Gospel of Grace versus Karma

The Gospel of Grace versus the Fatalism of Karma

The following is an excerpt from a BibleMesh Institute student essay written in preparation for future missionary service in Southeast Asia.


When Buddhism branched off from Hinduism in the 6th century BC, it brought with it the belief of karma and reincarnation. Karma in particular plays a very significant role in the day-to-day life of a typical Buddhist and teaches that we are either punished or rewarded for our moral activities. If we are good, good things will happen to us; if we are bad, bad things will happen to us. Additionally, karma is used to account for the state of life in which we find ourselves.
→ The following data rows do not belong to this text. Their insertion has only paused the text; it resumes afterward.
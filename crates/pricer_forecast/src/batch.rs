//! Batch planning and deterministic merging.
//!
//! A run's simulation count is cut into fixed-size batches with the last
//! batch taking the remainder. Batches may finish in any order;
//! [`BatchMerger`] holds early arrivals until every lower sequence number has
//! been released, so rows are always numbered in dispatch order.

use std::collections::BTreeMap;

/// Default number of simulations per batch.
pub const DEFAULT_BATCH_SIZE: usize = 5_000;

/// Partition of a run into batch sizes.
#[derive(Clone, Debug, PartialEq, Eq)]
pub struct BatchPlan {
    sizes: Vec<usize>,
}

impl BatchPlan {
    /// Splits `total` simulations into batches of `batch_size`.
    ///
    /// A `batch_size` of zero is treated as one.
    ///
    /// # Examples
    ///
    /// ```rust
    /// use pricer_forecast::batch::BatchPlan;
    ///
    /// let plan = BatchPlan::partition(12_000, 5_000);
    /// assert_eq!(plan.sizes(), &[5_000, 5_000, 2_000]);
    /// ```
    pub fn partition(total: usize, batch_size: usize) -> Self {
        let batch_size = batch_size.max(1);
        let full = total / batch_size;
        let remainder = total % batch_size;

        let mut sizes = vec![batch_size; full];
        if remainder > 0 {
            sizes.push(remainder);
        }
        Self { sizes }
    }

    /// Batch sizes in sequence order.
    #[inline]
    pub fn sizes(&self) -> &[usize] {
        &self.sizes
    }

    /// Number of batches.
    #[inline]
    pub fn len(&self) -> usize {
        self.sizes.len()
    }

    /// Whether the plan has no batches.
    #[inline]
    pub fn is_empty(&self) -> bool {
        self.sizes.is_empty()
    }

    /// Total simulations across all batches.
    pub fn total(&self) -> usize {
        self.sizes.iter().sum()
    }
}

/// Reorders completed batches into sequence order.
///
/// # Examples
///
/// ```rust
/// use pricer_forecast::batch::BatchMerger;
///
/// let mut merger = BatchMerger::new(3);
/// assert!(merger.accept(1, vec![2.0]).is_empty());
/// let ready = merger.accept(0, vec![1.0]);
/// assert_eq!(ready, vec![(0, vec![1.0]), (1, vec![2.0])]);
/// ```
#[derive(Debug)]
pub struct BatchMerger {
    expected: usize,
    next: usize,
    pending: BTreeMap<usize, Vec<f64>>,
}

impl BatchMerger {
    /// Creates a merger for `expected` batches numbered `0..expected`.
    pub fn new(expected: usize) -> Self {
        Self {
            expected,
            next: 0,
            pending: BTreeMap::new(),
        }
    }

    /// Accepts the output of batch `sequence` and returns every batch that
    /// is now releasable, in order.
    ///
    /// Duplicate or already-released sequence numbers are ignored.
    pub fn accept(&mut self, sequence: usize, prices: Vec<f64>) -> Vec<(usize, Vec<f64>)> {
        if sequence < self.next || sequence >= self.expected {
            return Vec::new();
        }
        self.pending.entry(sequence).or_insert(prices);

        let mut ready = Vec::new();
        while let Some(prices) = self.pending.remove(&self.next) {
            ready.push((self.next, prices));
            self.next += 1;
        }
        ready
    }

    /// Number of batches released so far.
    #[inline]
    pub fn released(&self) -> usize {
        self.next
    }

    /// Whether every expected batch has been released.
    #[inline]
    pub fn is_complete(&self) -> bool {
        self.next == self.expected
    }
}

#[cfg(test)]
mod tests {
    use super::*;
    use proptest::prelude::*;

    #[test]
    fn test_partition_exact_multiple() {
        let plan = BatchPlan::partition(10_000, 5_000);
        assert_eq!(plan.sizes(), &[5_000, 5_000]);
        assert_eq!(plan.len(), 2);
    }

    #[test]
    fn test_partition_smaller_than_batch() {
        let plan = BatchPlan::partition(1, 5_000);
        assert_eq!(plan.sizes(), &[1]);
    }

    #[test]
    fn test_partition_zero_batch_size() {
        let plan = BatchPlan::partition(3, 0);
        assert_eq!(plan.sizes(), &[1, 1, 1]);
    }

    #[test]
    fn test_merger_out_of_order() {
        let mut merger = BatchMerger::new(4);
        assert!(merger.accept(2, vec![3.0]).is_empty());
        assert!(merger.accept(3, vec![4.0]).is_empty());
        assert_eq!(merger.accept(0, vec![1.0]), vec![(0, vec![1.0])]);
        assert!(!merger.is_complete());

        let ready = merger.accept(1, vec![2.0]);
        let order: Vec<usize> = ready.iter().map(|(s, _)| *s).collect();
        assert_eq!(order, vec![1, 2, 3]);
        assert!(merger.is_complete());
        assert_eq!(merger.released(), 4);
    }

    #[test]
    fn test_merger_ignores_duplicates() {
        let mut merger = BatchMerger::new(2);
        merger.accept(0, vec![1.0]);
        assert!(merger.accept(0, vec![9.0]).is_empty());
        assert!(merger.accept(7, vec![9.0]).is_empty());
    }

    proptest! {
        #[test]
        fn prop_partition_covers_total(total in 1usize..200_000, batch in 1usize..20_000) {
            let plan = BatchPlan::partition(total, batch);
            prop_assert_eq!(plan.total(), total);
            prop_assert!(plan.sizes().iter().all(|s| *s >= 1 && *s <= batch));
            prop_assert_eq!(plan.len(), total.div_ceil(batch));
        }

        #[test]
        fn prop_merger_restores_order(order in Just((0usize..16).collect::<Vec<_>>()).prop_shuffle()) {
            let mut merger = BatchMerger::new(order.len());
            let mut released = Vec::new();
            for seq in order {
                for (s, prices) in merger.accept(seq, vec![seq as f64]) {
                    prop_assert_eq!(prices[0], s as f64);
                    released.push(s);
                }
            }
            prop_assert_eq!(released, (0usize..16).collect::<Vec<_>>());
            prop_assert!(merger.is_complete());
        }
    }
}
Since Buddhists also believe in reincarnation, the life that someone is born into is determined by weighing the good with the bad that they did in their prior life.

The Dark Shadow of Karma

Unlike other worldviews that see fate determined by the will of the gods, karma does not depend on the moral judgment of a higher being, but rather stands independently as its own “iron law.”1 Often in the West the idea of karma is used in common phrases such as “what goes around comes around,” and “they got what they deserved.” Stories of good things happening to good people are heartwarming and popular and we cheer when we hear of such events. These Western beliefs about karma are thought to be rather lightweight and non-threatening and are thrown around casually with little thought that they are rooted in an ancient belief that has cast a dark shadow for several thousands of years.

One example of how we can be tempted to think fatalistically in the way karma operates can be seen in the attitude of the disciples at the beginning of Chapter 9 of John’s gospel. When Jesus and his disciples meet a blind man, the disciples ask him, “who sinned, this man or his parents?” (Jn. 9:2). Clearly, they believed he must have done something to deserve his disability. But Jesus turns their expectations upside down when he says that neither the man nor his father had sinned, but rather he was born that way in order to demonstrate the power of God. Even the literal darkness that this man experienced becomes an opportunity for light in the hands of Christ.


Karma Says All Suffering Is Deserved

So, what is the darker side to karma that a common westerner does not consider? If one believes on one hand that good things happen to good people, then they must also believe that bad things happen to bad people. When tragedy strikes, therefore, it must have been deserved because karma teaches that there is no unjust suffering. All harrowing acts of injustice are somehow warranted and justified.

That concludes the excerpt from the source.